| THE TASK |
Output every entry exactly, from the first line to the last.

(Collected data entries)
'''

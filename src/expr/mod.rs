//! Expression environment: the small formula language used by graph
//! descriptions, its variable namespaces and text substitution.

use thiserror::Error;

mod context;
mod eval;
mod format;
mod formula;
mod lexer;
mod parser;
mod substitute;
#[cfg(test)]
mod tests;

pub use context::{EvaluationContext, FunctionDef};
pub use eval::{Bindings, evaluate};
pub use format::format_template;
pub use formula::Formula;
pub use parser::{BinaryOp, Expr, UnaryOp, parse_expression};
pub use substitute::{Segment, Sigil, scan_references, scan_sql_references, substitute_text};

/// Maximum nesting of named-function invocations.
pub const MAX_CALL_DEPTH: usize = 32;

#[derive(Debug, Clone, PartialEq, Error)]
pub enum ExprError {
    #[error("unexpected character '{ch}' at offset {offset}")]
    UnexpectedChar { ch: char, offset: usize },
    #[error("unterminated string literal")]
    UnterminatedString,
    #[error("syntax error: {0}")]
    Syntax(String),
    #[error("unknown environment variable '{0}'")]
    UnknownVariable(String),
    #[error("unknown calculated variable '{0}'")]
    UnknownCalculated(String),
    #[error("unknown column '{0}'")]
    UnknownColumn(String),
    #[error("unknown function '{0}'")]
    UnknownFunction(String),
    #[error("unknown identifier '{0}'")]
    UnknownIdentifier(String),
    #[error("function '{name}' expects {expected} argument(s), got {found}")]
    Arity {
        name: String,
        expected: usize,
        found: usize,
    },
    #[error("type error: {0}")]
    Type(String),
    #[error("{0}")]
    NotAllowed(String),
    #[error("function call depth exceeded {0}")]
    DepthExceeded(usize),
}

'''

| SOLUTION FOR THIS PROBLEM |
filename src/expr/mod.rs
//! Expression environment: the small formula language used by graph
//! descriptions, its variable namespaces and text substitution.

use thiserror::Error;

mod context;
mod eval;
mod format;
mod formula;
mod lexer;
mod parser;
mod substitute;
#[cfg(test)]
mod tests;

pub use context::{EvaluationContext, FunctionDef};
pub use eval::{Bindings, evaluate};
pub use format::format_template;
pub use formula::Formula;
pub use parser::{BinaryOp, Expr, UnaryOp, parse_expression};
pub use substitute::{Segment, Sigil, scan_references, scan_sql_references, substitute_text};

/// Maximum nesting of named-function invocations.
pub const MAX_CALL_DEPTH: usize = 32;

#[derive(Debug, Clone, PartialEq, Error)]
pub enum ExprError {
    #[error("unexpected character '{ch}' at offset {offset}")]
    UnexpectedChar { ch: char, offset: usize },
    #[error("unterminated string literal")]
    UnterminatedString,
    #[error("syntax error: {0}")]
    Syntax(String),
    #[error("unknown environment variable '{0}'")]
    UnknownVariable(String),
    #[error("unknown calculated variable '{0}'")]
    UnknownCalculated(String),
    #[error("unknown column '{0}'")]
    UnknownColumn(String),
    #[error("unknown function '{0}'")]
    UnknownFunction(String),
    #[error("unknown identifier '{0}'")]
    UnknownIdentifier(String),
    #[error("function '{name}' expects {expected} argument(s), got {found}")]
    Arity {
        name: String,
        expected: usize,
        found: usize,
    },
    #[error("type error: {0}")]
    Type(String),
    #[error("{0}")]
    NotAllowed(String),
    #[error("function call depth exceeded {0}")]
    DepthExceeded(usize),
}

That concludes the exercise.